COLUMNA: Paracaídas

La fiebre de las impugnaciones y el alto costo para la sociedad

 Por Rogelio Guedea

En un escenario ideal, si todos los candidatos (arropados en sus propios partidos, coaliciones o en sí mismos, cuando son independientes) se ciñeran a los ordenamientos legales electorales, al final de la elección lo que tendríamos serían puros ganadores irrefutables, de tal manera que las impugnaciones no tendrían ni lugar ni sentido.

Pero como este escenario ideal no existe, y se sabe que los candidatos (arropados… etcétera) son susceptibles (deliberada o inconscientemente) a violentar la ley electoral, entonces las impugnaciones devienen en un derecho irrestricto para aquellos que sintieron haber competido en la elección de manera desigual y, eventualmente, injusta.

Por eso, nadie debería llamarse ofendido cuando una parte se inconforma con los resultados obtenidos e impugna una elección, pues es un derecho que incluso puede haber sido usado por la parte impugnada de haber llegado a ser la perdedora.

Hasta aquí todo bien. Sin embargo, lo que me parece muy discutible es que, no habiendo escenarios ideales en las elecciones y sabiendo claramente que tanto unos candidatos como sus adversarios echan mano de prácticas poco respetuosas de la ley electoral para ganar las elecciones, el derecho a impugnar se convierte en estos casos en una injusta prerrogativa pues se alza sobre una competencia que, en el fondo, fue llevada a cabo de forma desleal por ambas partes, lo que de entrada convierte la competencia en equitativa ya que (vaya paradoja) ambas partes violentaron las leyes electorales (queriendo o sin querer) para ganar la elección, sólo que una de las parte se sobrepuso a la otra.

La parte que impugna, por tanto, lo hace asumiendo que su actuar en las elecciones resultó intachable, cuando en realidad sabemos que no fue así (salvo, seguramente, en muy pero muy contadas excepciones). Todo lo anterior lo podemos probar al darnos cuenta que las mismas elecciones que algunos partidos impugnaron sobre sus oponentes en aquellos casos que perdieron también les fueron impugnadas en aquellos casos donde ganaron.

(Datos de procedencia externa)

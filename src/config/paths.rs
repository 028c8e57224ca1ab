//! Path resolution for pact
//!
//! Configuration values that name files may be written as absolute paths,
//! relative paths, or with a leading `~`. Relative values mean different
//! things depending on where they came from, so every resolution takes the
//! base directory as an explicit argument instead of consulting the process
//! working directory.
//!
//! ## Resolution Rules
//!
//! 1. A leading `~` (alone or followed by a separator) becomes the home directory
//! 2. Absolute paths are kept, only lexically normalized
//! 3. Anything else is joined onto the base directory and normalized

use std::path::{Component, Path, PathBuf};

use crate::error::{PactError, PactResult};

/// Name of the directory under `~/.config` holding the global configuration
const APP_DIR_NAME: &str = "pact";

/// Resolves path strings against explicit base directories
#[derive(Debug, Clone)]
pub struct PathResolver {
    /// Home directory used for `~` expansion, if one could be determined
    home: Option<PathBuf>,
}

impl PathResolver {
    /// Create a resolver using the current user's home directory
    pub fn from_env() -> Self {
        let home = directories::BaseDirs::new().map(|dirs| dirs.home_dir().to_path_buf());
        Self { home }
    }

    /// Create a resolver with a fixed home directory (useful for testing)
    pub fn with_home(home: impl Into<PathBuf>) -> Self {
        Self {
            home: Some(home.into()),
        }
    }

    /// Create a resolver that cannot expand `~`
    pub fn without_home() -> Self {
        Self { home: None }
    }

    /// Get the home directory, if known
    pub fn home_dir(&self) -> Option<&Path> {
        self.home.as_deref()
    }

    /// Get the global configuration directory (`~/.config/pact`)
    ///
    /// # Errors
    ///
    /// Returns an error if the home directory cannot be determined.
    pub fn global_config_dir(&self) -> PactResult<PathBuf> {
        let home = self
            .home
            .as_ref()
            .ok_or_else(|| PactError::invalid_path("~", "home directory could not be determined"))?;
        Ok(home.join(".config").join(APP_DIR_NAME))
    }

    /// Resolve `path` to a normalized absolute path
    ///
    /// `base` is only consulted when `path` is relative after `~` expansion,
    /// and must itself be absolute.
    pub fn resolve(&self, path: &str, base: &Path) -> PactResult<PathBuf> {
        if path.is_empty() {
            return Err(PactError::invalid_path(path, "path is empty"));
        }

        let expanded = self.expand_home(path)?;
        if expanded.is_absolute() {
            return Ok(normalize(&expanded));
        }

        if !base.is_absolute() {
            return Err(PactError::invalid_path(
                path,
                format!("base directory {} is not absolute", base.display()),
            ));
        }

        Ok(normalize(&base.join(expanded)))
    }

    fn expand_home(&self, path: &str) -> PactResult<PathBuf> {
        let Some(rest) = path.strip_prefix('~') else {
            return Ok(PathBuf::from(path));
        };

        // `~user` is not supported and stays a literal relative path
        let rest_is_home_relative = rest.is_empty() || rest.starts_with(std::path::is_separator);
        if !rest_is_home_relative {
            return Ok(PathBuf::from(path));
        }

        let home = self
            .home
            .as_ref()
            .ok_or_else(|| PactError::invalid_path(path, "home directory could not be determined"))?;

        let rest = rest.trim_start_matches(std::path::is_separator);
        if rest.is_empty() {
            Ok(home.clone())
        } else {
            Ok(home.join(rest))
        }
    }
}

/// Lexically normalize a path: drop `.` segments, fold `..` segments and
/// trailing separators. Symlinks are not consulted.
pub fn normalize(path: &Path) -> PathBuf {
    let mut normalized = PathBuf::new();
    for component in path.components() {
        match component {
            Component::Prefix(prefix) => normalized.push(prefix.as_os_str()),
            Component::RootDir => normalized.push(component.as_os_str()),
            Component::CurDir => {}
            Component::ParentDir => {
                normalized.pop();
            }
            Component::Normal(part) => normalized.push(part),
        }
    }
    normalized
}

#[cfg(test)]
mod tests {
    use super::*;
    use tempfile::TempDir;

    fn resolver() -> PathResolver {
        PathResolver::with_home("/home/u")
    }

    #[test]
    fn test_absolute_path_is_base_independent() {
        let resolver = resolver();
        for base in ["/", "/tmp", "/var/lib/pact"] {
            let resolved = resolver.resolve("/etc/pact/pub.key", Path::new(base)).unwrap();
            assert_eq!(resolved, PathBuf::from("/etc/pact/pub.key"));
        }
    }

    #[test]
    fn test_home_expansion_ignores_base() {
        let resolver = resolver();
        let resolved = resolver.resolve("~/config/.pact", Path::new("/srv")).unwrap();
        assert_eq!(resolved, PathBuf::from("/home/u/config/.pact"));

        let resolved = resolver.resolve("~", Path::new("/srv")).unwrap();
        assert_eq!(resolved, PathBuf::from("/home/u"));
    }

    #[test]
    fn test_relative_path_uses_base() {
        let resolver = resolver();
        let resolved = resolver.resolve("keys/pub.key", Path::new("/srv/app")).unwrap();
        assert_eq!(resolved, PathBuf::from("/srv/app/keys/pub.key"));
    }

    #[test]
    fn test_dot_segments_are_normalized() {
        let resolver = resolver();
        let resolved = resolver
            .resolve("./keys/../priv/./naclPriv.key/", Path::new("/srv/app/"))
            .unwrap();
        assert_eq!(resolved, PathBuf::from("/srv/app/priv/naclPriv.key"));

        let resolved = resolver.resolve("../../../../x", Path::new("/a")).unwrap();
        assert_eq!(resolved, PathBuf::from("/x"));
    }

    #[test]
    fn test_tilde_user_is_literal() {
        let resolver = resolver();
        let resolved = resolver.resolve("~bob/key", Path::new("/srv")).unwrap();
        assert_eq!(resolved, PathBuf::from("/srv/~bob/key"));
    }

    #[test]
    fn test_empty_path_is_invalid() {
        let err = resolver().resolve("", Path::new("/srv")).unwrap_err();
        assert!(matches!(err, PactError::InvalidPath { .. }));
    }

    #[test]
    fn test_tilde_without_home_is_invalid() {
        let err = PathResolver::without_home()
            .resolve("~/key", Path::new("/srv"))
            .unwrap_err();
        assert!(matches!(err, PactError::InvalidPath { .. }));

        // Paths that do not ask for expansion still resolve
        let resolved = PathResolver::without_home()
            .resolve("key", Path::new("/srv"))
            .unwrap();
        assert_eq!(resolved, PathBuf::from("/srv/key"));
    }

    #[test]
    fn test_relative_base_is_invalid() {
        let err = resolver().resolve("key", Path::new("srv")).unwrap_err();
        assert!(matches!(err, PactError::InvalidPath { .. }));
    }

    #[test]
    fn test_resolution_does_not_touch_working_directory() {
        let temp_dir = TempDir::new().unwrap();
        let before = std::env::current_dir().unwrap();

        let resolved = resolver().resolve("pub.key", temp_dir.path()).unwrap();

        assert_eq!(resolved, temp_dir.path().join("pub.key"));
        assert_eq!(std::env::current_dir().unwrap(), before);
    }

    #[test]
    fn test_global_config_dir() {
        assert_eq!(
            resolver().global_config_dir().unwrap(),
            PathBuf::from("/home/u/.config/pact")
        );
        assert!(PathResolver::without_home().global_config_dir().is_err());
    }
}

La elección, por ejemplo, que ganó la candidata morenista Indira Vizcaíno a la gubernatura fue impugnada por la coalición “Va por Colima”, con Mely Romero al frente, mientras que la candidata morenista a la Alcaldía de Colima, Gisela Méndez, impugnó la elección que ganó la candidata de la coalición “Va por Colima”, Margarita Moreno, usando en ambos casos similares argumentos.

En el escenario que planteo, ambas elecciones, al neutralizarse por haber competido en igualdad de circunstancias, no tendrían ninguna razón de ser, de ahí la importancia del reconocimiento de la victoria, por parte de unos, y de la aceptación de la derrota, por los otros.

El silogismo, por tanto, lo podríamos reducir a dejar las cosas como están (a los ganadores con su triunfo y a los perdedores con su derrota) pues la repetición de una elección en escenarios no ideales tiene costos tan altos para la sociedad que a veces dan ganas de sacrificar a nuestra endeble democracia en aras de no volver a mancillar las necesidades más apremiantes de nuestra apaleada ciudadanía.

O para decirlo usando un dicho popular: primero comer que ser democrático, y más teniendo en cuenta los daños que ha dejado la emergencia sanitaria que, por lo demás, todavía no termina.

No se sabe en qué vaya a terminar, finalmente, esta fiebre de las impugnaciones ya en curso (y ojalá los políticos sean sensibles a ello), pero en cualquiera de los casos el costo de ellas lo seguirán pagando los colimenses, incluidos aquellos -que es lo peor- que ni siquiera votaron, y la verdad es que seguirá siendo muy injusto que así sea.